このターコイズブルーの制服は主に公立小学校で使用されており、2012年に制服着用の義務が撤廃され自由な服装が認められたものの、地方の公立小学校では今もこのターコイズブルーの制服を使用している学校が多い。
私立校では学校ロゴを入れることでイメージ統一

一方、私立小学校では元々自由に制服を設定できたため、各校オリジナルの制服を用いている。
典型的な制服は学校のロゴが入ったポロシャツやパーカー、ワンピースなどが多い。
服の形よりも、それぞれの服に学校の統一ロゴをつけて揃えている。
また女子生徒はスカート指定ではなく、ズボン着用も可能。
私立の学校の制服は自由度が高く、カジュアルな服も多く採用されている。
イスラム教の学校の制服は戒律を取り入れる

そして3つ目はイスラム教の宗教学校の制服。
トルコ人の大多数はイスラム教徒。
ただ個人によって信仰心の程度に差があり、イスラム教徒でも酒を飲んだり、毎日お祈りに行かなかったり、イスラム教の中でもかなり緩い生活を送っているトルコ人も多い。
そんな中でも、信仰心の高い家庭のために、しっかりとイスラム教を学べる宗教学校がトルコの各県に設置されている。
この宗教学校は「イマーム・ハティップ」と呼ばれ、特に女子生徒はイスラム教で、女性が身に着ける服装を制服として取り入れている。

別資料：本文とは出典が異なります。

//! Trust anchors for `tls_client_auth` chain verification.
//!
//! Chain-of-trust checks are delegated to the rustls `WebPkiClientVerifier`:
//! signatures, validity windows, basic constraints, `clientAuth` extended key
//! usage when present, and CRL revocation when CRLs are configured. The
//! verifier is built once per [`TrustAnchors`] and reused for every request.

use std::sync::Arc;
use std::time::{SystemTime, UNIX_EPOCH};

use parking_lot::RwLock;
use rustls::RootCertStore;
use rustls::pki_types::{CertificateDer, CertificateRevocationListDer, UnixTime};
use rustls::server::WebPkiClientVerifier;
use rustls::server::danger::ClientCertVerifier;
use thiserror::Error;
use tracing::{debug, info};

use super::chain::CertificateChain;
use super::error::FailureReason;
use super::revocation::RevocationPolicy;
use crate::config::Config;
use crate::tls::{load_certs, load_crls};
use crate::{Error, Result};

/// CRL-based revocation settings for the chain verifier.
#[derive(Debug, Clone)]
pub struct CrlRevocation {
    /// Revocation lists, DER.
    pub crls: Vec<CertificateRevocationListDer<'static>>,
    /// Behaviour when no CRL covers a certificate.
    pub policy: RevocationPolicy,
    /// Check only the leaf, not intermediates.
    pub end_entity_only: bool,
}

/// A prepared set of trust anchors.
pub struct TrustAnchors {
    verifier: Option<Arc<dyn ClientCertVerifier>>,
    anchor_count: usize,
}

impl std::fmt::Debug for TrustAnchors {
    fn fmt(&self, f: &mut std::fmt::Formatter<'_>) -> std::fmt::Result {
        f.debug_struct("TrustAnchors")
            .field("anchor_count", &self.anchor_count)
            .finish_non_exhaustive()
    }
}

impl TrustAnchors {
    /// Anchors that trust nothing. Every PKI chain fails against them.
    #[must_use]
    pub fn empty() -> Self {
        Self {
            verifier: None,
            anchor_count: 0,
        }
    }

    /// Build anchors from CA certificates and optional CRLs.
    ///
    /// # Errors
    ///
    /// Returns `Error::Config` when a CA certificate is not a usable trust
    /// anchor, a CRL cannot be parsed by the verifier, or `fail_closed`
    /// revocation is requested without any CRL.
    pub fn new(
        ca_certificates: Vec<CertificateDer<'static>>,
        revocation: Option<CrlRevocation>,
    ) -> Result<Self> {
        if ca_certificates.is_empty() {
            return Ok(Self::empty());
        }

        let mut roots = RootCertStore::empty();
        for cert in ca_certificates {
            roots
                .add(cert)
                .map_err(|e| Error::Config(format!("invalid trust anchor: {e}")))?;
        }
        let anchor_count = roots.len();

        let provider = Arc::new(rustls::crypto::aws_lc_rs::default_provider());
        let mut builder = WebPkiClientVerifier::builder_with_provider(Arc::new(roots), provider);
        if let Some(rev) = revocation {
            // The verifier skips revocation entirely without CRLs.
            if rev.crls.is_empty() && rev.policy == RevocationPolicy::FailClosed {
                return Err(Error::Config(
                    "fail_closed CRL revocation needs at least one CRL".to_string(),
                ));
            }
            builder = builder.with_crls(rev.crls);
            if rev.end_entity_only {
                builder = builder.only_check_end_entity_revocation();
            }
            if rev.policy == RevocationPolicy::FailOpen {
                builder = builder.allow_unknown_revocation_status();
            }
        }
        let verifier: Arc<dyn ClientCertVerifier> = builder
            .build()
            .map_err(|e| Error::Config(format!("cannot build chain verifier: {e}")))?;

        Ok(Self {
            verifier: Some(verifier),
            anchor_count,
        })
    }

    /// Number of trust anchors.
    #[must_use]
    pub fn len(&self) -> usize {
        self.anchor_count
    }

    /// `true` when no anchor is configured.
    #[must_use]
    pub fn is_empty(&self) -> bool {
        self.anchor_count == 0
    }

    /// Verify a presented chain at `now`.
    ///
    /// # Errors
    ///
    /// Returns the failure reason when the chain does not verify.
    pub fn verify_chain(
        &self,
        chain: &CertificateChain,
        now: UnixTime,
    ) -> std::result::Result<(), FailureReason> {
        let Some(ref verifier) = self.verifier else {
            return Err(FailureReason::UntrustedChain(
                "no trust anchors configured".to_string(),
            ));
        };
        verifier
            .verify_client_cert(chain.leaf(), chain.intermediates(), now)
            .map(|_| ())
            .map_err(map_verifier_error)
    }
}

/// Current time in the form the verifier expects.
#[must_use]
pub fn unix_now() -> UnixTime {
    UnixTime::since_unix_epoch(
        SystemTime::now()
            .duration_since(UNIX_EPOCH)
            .unwrap_or_default(),
    )
}

fn map_verifier_error(err: rustls::Error) -> FailureReason {
    use rustls::CertificateError as E;

    match err {
        rustls::Error::InvalidCertificate(cert_err) => match cert_err {
            E::Expired | E::ExpiredContext { .. } => FailureReason::Expired,
            E::NotValidYet | E::NotValidYetContext { .. } => FailureReason::NotYetValid,
            E::Revoked => FailureReason::Revoked,
            E::UnknownRevocationStatus => FailureReason::RevocationUnavailable(
                "no CRL covers the certificate".to_string(),
            ),
            E::BadEncoding => FailureReason::MalformedCertificate("bad DER encoding".to_string()),
            other => FailureReason::UntrustedChain(format!("{other:?}")),
        },
        other => FailureReason::UntrustedChain(other.to_string()),
    }
}

/// Trust store lookup failure not attributable to the client.
#[derive(Debug, Error)]
pub enum TrustStoreError {
    /// Backend could not be reached.
    #[error("trust store unavailable: {0}")]
    Unavailable(String),
}

/// Source of trust anchors for PKI-mode validation.
#[async_trait::async_trait]
pub trait TrustStore: Send + Sync + 'static {
    /// Current trust anchors.
    async fn trust_anchors(&self) -> std::result::Result<Arc<TrustAnchors>, TrustStoreError>;
}

/// Trust store holding anchors loaded from PEM files.
///
/// Anchors can be swapped at runtime (CA rotation); in-flight attempts keep
/// the `Arc` they already obtained.
#[derive(Debug)]
pub struct StaticTrustStore {
    anchors: RwLock<Arc<TrustAnchors>>,
}

impl StaticTrustStore {
    /// Wrap prepared anchors.
    #[must_use]
    pub fn new(anchors: TrustAnchors) -> Self {
        Self {
            anchors: RwLock::new(Arc::new(anchors)),
        }
    }

    /// Load CA bundles and CRLs named in the configuration.
    ///
    /// # Errors
    ///
    /// Returns an error when a PEM file cannot be read or holds no usable
    /// material.
    pub fn from_config(config: &Config) -> Result<Self> {
        let mut ca_certificates = Vec::new();
        for path in &config.trust.ca_certificates {
            let certs = load_certs(path)?;
            debug!(path = %path, count = certs.len(), "Loaded trust anchors");
            ca_certificates.extend(certs);
        }

        let revocation = match config.revocation {
            Some(ref rev) => {
                let mut crls = Vec::new();
                for path in &rev.crls {
                    crls.extend(load_crls(path)?);
                }
                Some(CrlRevocation {
                    crls,
                    policy: rev.policy,
                    end_entity_only: rev.only_end_entity,
                })
            }
            None => None,
        };

        let anchors = TrustAnchors::new(ca_certificates, revocation)?;
        info!(anchors = anchors.len(), "Trust store ready");
        Ok(Self::new(anchors))
    }

    /// Replace the anchors.
    pub fn replace(&self, anchors: TrustAnchors) {
        *self.anchors.write() = Arc::new(anchors);
    }
}

#[async_trait::async_trait]
impl TrustStore for StaticTrustStore {
    async fn trust_anchors(&self) -> std::result::Result<Arc<TrustAnchors>, TrustStoreError> {
        Ok(Arc::clone(&self.anchors.read()))
    }
}
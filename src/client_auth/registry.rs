//! Client registrations and the registry seam.
//!
//! The [`ClientRegistry`] trait abstracts over registration storage. The
//! engine only reads from it. [`InMemoryClientRegistry`] is backed by a
//! `DashMap` and is filled from configuration at startup; other backends
//! implement the trait and handle their own concurrency.

use std::net::IpAddr;
use std::sync::Arc;

use dashmap::DashMap;
use rustls::pki_types::CertificateDer;
use thiserror::Error;
use tracing::debug;

use super::dn::DnPattern;
use super::method::ClientAuthenticationMethod;
use crate::config::ClientConfig;
use crate::tls::load_certs_from;
use crate::{Error, Result};

/// What a PKI client's leaf certificate must carry (RFC 8705 §2.1.2).
#[derive(Debug, Clone, PartialEq, Eq)]
pub enum SubjectMatcher {
    /// `tls_client_auth_subject_dn`
    SubjectDn(DnPattern),
    /// `tls_client_auth_san_dns`
    SanDns(String),
    /// `tls_client_auth_san_uri`
    SanUri(String),
    /// `tls_client_auth_san_ip`
    SanIp(IpAddr),
    /// `tls_client_auth_san_email`
    SanEmail(String),
}

/// Trust material registered for a client.
#[derive(Debug, Clone, PartialEq, Eq)]
pub enum ClientTrust {
    /// Self-signed certificates the client may present. Several entries allow
    /// rotation; any exact match is accepted.
    PinnedCertificates(Vec<CertificateDer<'static>>),
    /// CA-issued certificates whose leaf satisfies the matcher.
    Pki(SubjectMatcher),
}

impl ClientTrust {
    /// The mTLS method this trust material implies.
    #[must_use]
    pub fn method(&self) -> ClientAuthenticationMethod {
        match self {
            Self::PinnedCertificates(_) => ClientAuthenticationMethod::SelfSignedTlsClientAuth,
            Self::Pki(_) => ClientAuthenticationMethod::TlsClientAuth,
        }
    }
}

/// A registered mTLS client.
#[derive(Debug, Clone, PartialEq, Eq)]
pub struct RegisteredClient {
    /// OAuth2 client identifier.
    pub client_id: String,
    /// Trust material.
    pub trust: ClientTrust,
    /// `tls_client_certificate_bound_access_tokens`: whether tokens issued to
    /// this client carry the `cnf` confirmation.
    pub certificate_bound_access_tokens: bool,
}

impl RegisteredClient {
    /// Build a registration from its configuration entry.
    ///
    /// # Errors
    ///
    /// Returns `Error::Config` when the entry does not configure exactly one
    /// kind of trust material, a DN pattern is malformed, pinned certificates
    /// cannot be loaded, or an explicit `token_endpoint_auth_method`
    /// contradicts the trust material.
    pub fn from_config(cfg: &ClientConfig) -> Result<Self> {
        let client_id = cfg.client_id.trim();
        if client_id.is_empty() {
            return Err(Error::Config("client entry has an empty client_id".into()));
        }

        let mut candidates: Vec<ClientTrust> = Vec::new();
        if let Some(ref dn) = cfg.tls_client_auth_subject_dn {
            let pattern = DnPattern::parse(dn).map_err(|e| {
                Error::Config(format!(
                    "client '{client_id}': invalid tls_client_auth_subject_dn '{dn}': {e}"
                ))
            })?;
            candidates.push(ClientTrust::Pki(SubjectMatcher::SubjectDn(pattern)));
        }
        if let Some(ref dns) = cfg.tls_client_auth_san_dns {
            candidates.push(ClientTrust::Pki(SubjectMatcher::SanDns(dns.clone())));
        }
        if let Some(ref uri) = cfg.tls_client_auth_san_uri {
            candidates.push(ClientTrust::Pki(SubjectMatcher::SanUri(uri.clone())));
        }
        if let Some(ip) = cfg.tls_client_auth_san_ip {
            candidates.push(ClientTrust::Pki(SubjectMatcher::SanIp(ip)));
        }
        if let Some(ref email) = cfg.tls_client_auth_san_email {
            candidates.push(ClientTrust::Pki(SubjectMatcher::SanEmail(email.clone())));
        }
        if !cfg.self_signed_certificates.is_empty() {
            let mut pinned = Vec::new();
            for source in &cfg.self_signed_certificates {
                pinned.extend(load_certs_from(source).map_err(|e| {
                    Error::Config(format!("client '{client_id}': pinned certificate: {e}"))
                })?);
            }
            candidates.push(ClientTrust::PinnedCertificates(pinned));
        }

        let trust = match candidates.len() {
            1 => candidates.remove(0),
            0 => {
                return Err(Error::Config(format!(
                    "client '{client_id}': no mTLS trust material configured"
                )));
            }
            _ => {
                return Err(Error::Config(format!(
                    "client '{client_id}': exactly one of tls_client_auth_subject_dn, \
                     tls_client_auth_san_* or self_signed_certificates may be set"
                )));
            }
        };

        if let Some(declared) = cfg.token_endpoint_auth_method {
            if declared != trust.method() {
                return Err(Error::Config(format!(
                    "client '{client_id}': token_endpoint_auth_method is {declared} but the \
                     configured trust material requires {}",
                    trust.method()
                )));
            }
        }

        Ok(Self {
            client_id: client_id.to_string(),
            trust,
            certificate_bound_access_tokens: cfg.tls_client_certificate_bound_access_tokens,
        })
    }

    /// The mTLS method this client is registered for.
    #[must_use]
    pub fn method(&self) -> ClientAuthenticationMethod {
        self.trust.method()
    }
}

/// Registry failure not attributable to the client.
#[derive(Debug, Error)]
pub enum RegistryError {
    /// Backend could not be reached.
    #[error("client registry unavailable: {0}")]
    Unavailable(String),
}

/// Read access to client registrations.
///
/// Implementations must be `Send + Sync`: the registry is shared by every
/// request task.
#[async_trait::async_trait]
pub trait ClientRegistry: Send + Sync + 'static {
    /// Look up a registration. `Ok(None)` means the client is unknown.
    async fn find_by_client_id(
        &self,
        client_id: &str,
    ) -> std::result::Result<Option<Arc<RegisteredClient>>, RegistryError>;
}

/// In-memory registry backed by a `DashMap`.
#[derive(Debug, Default)]
pub struct InMemoryClientRegistry {
    clients: DashMap<String, Arc<RegisteredClient>>,
}

impl InMemoryClientRegistry {
    /// Create an empty registry.
    #[must_use]
    pub fn new() -> Self {
        Self::default()
    }

    /// Build a registry from configuration entries.
    ///
    /// # Errors
    ///
    /// Returns `Error::Config` for an invalid entry or a duplicate
    /// `client_id`.
    pub fn from_config(clients: &[ClientConfig]) -> Result<Self> {
        let registry = Self::new();
        for cfg in clients {
            let client = RegisteredClient::from_config(cfg)?;
            let client_id = client.client_id.clone();
            if registry.register(client).is_some() {
                return Err(Error::Config(format!(
                    "client '{client_id}' is registered more than once"
                )));
            }
        }
        debug!(clients = registry.len(), "Client registry loaded");
        Ok(registry)
    }

    /// Add or replace a registration. Returns the replaced entry.
    pub fn register(&self, client: RegisteredClient) -> Option<Arc<RegisteredClient>> {
        self.clients
            .insert(client.client_id.clone(), Arc::new(client))
    }

    /// Remove a registration.
    pub fn remove(&self, client_id: &str) -> Option<Arc<RegisteredClient>> {
        self.clients.remove(client_id).map(|(_, client)| client)
    }

    /// Number of registered clients.
    #[must_use]
    pub fn len(&self) -> usize {
        self.clients.len()
    }

    /// `true` when no client is registered.
    #[must_use]
    pub fn is_empty(&self) -> bool {
        self.clients.is_empty()
    }
}

#[async_trait::async_trait]
impl ClientRegistry for InMemoryClientRegistry {
    async fn find_by_client_id(
        &self,
        client_id: &str,
    ) -> std::result::Result<Option<Arc<RegisteredClient>>, RegistryError> {
        Ok(self.clients.get(client_id).map(|entry| Arc::clone(entry.value())))
    }
}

男子生徒の制服は公立の学校と変わらないが、女性生徒はスカーフをかぶり、長袖服にひざ下のロングスカートを着用。
「イマーム・ハティップ」には小学校はなく、入学できるのは中学校(10歳~14歳)から。
イスラム教では一人前の女性になると、肌や容姿を家族以外の他人の目から隠す戒律があり、いわゆる女子生徒が女性らしく成長する時期から、イスラム教の教えをより忠実に守るため、服装の規定についても制服に取り入れている。
実はトルコでは、2012年以降制服を着る義務はなくなったのだが、それでもトルコでは多くの学校で制服を採用している。
同じ服を着て価値観を共有する制服文化はサッカーシーンでも
制服以外でも、ある同じ服を着て集まるトルコ人を見かける機会がある。
それはサッカーだ。
トルコではサッカーが圧倒的な人気スポーツで、特にイスタンブールでは人気の3チームのユニフォームを着た大勢のファンたちが、試合があるたびに街中に溢れ返る。
日本代表の長友佑都選手が所属するガラタサライ、チャンピオンズリーグにも出場したベシクタシュ、イスタンブールのアジア側の名門フェネルバフチェ。
この3チームが毎年優勝争いをすることもあり、それぞれのチームに多くの熱狂的なファンがいることで知られている。
イスタンブールダービーになると、それぞれのホームタウンには応援するチームのユニフォームを着たファンたちで埋め尽くされて、激しく盛り上がる。
“同じ服を来て価値観を共有する”制服文化は、こうしたサッカーファンの一体感を作り上げる部分にも影響を与えているのかもしれない。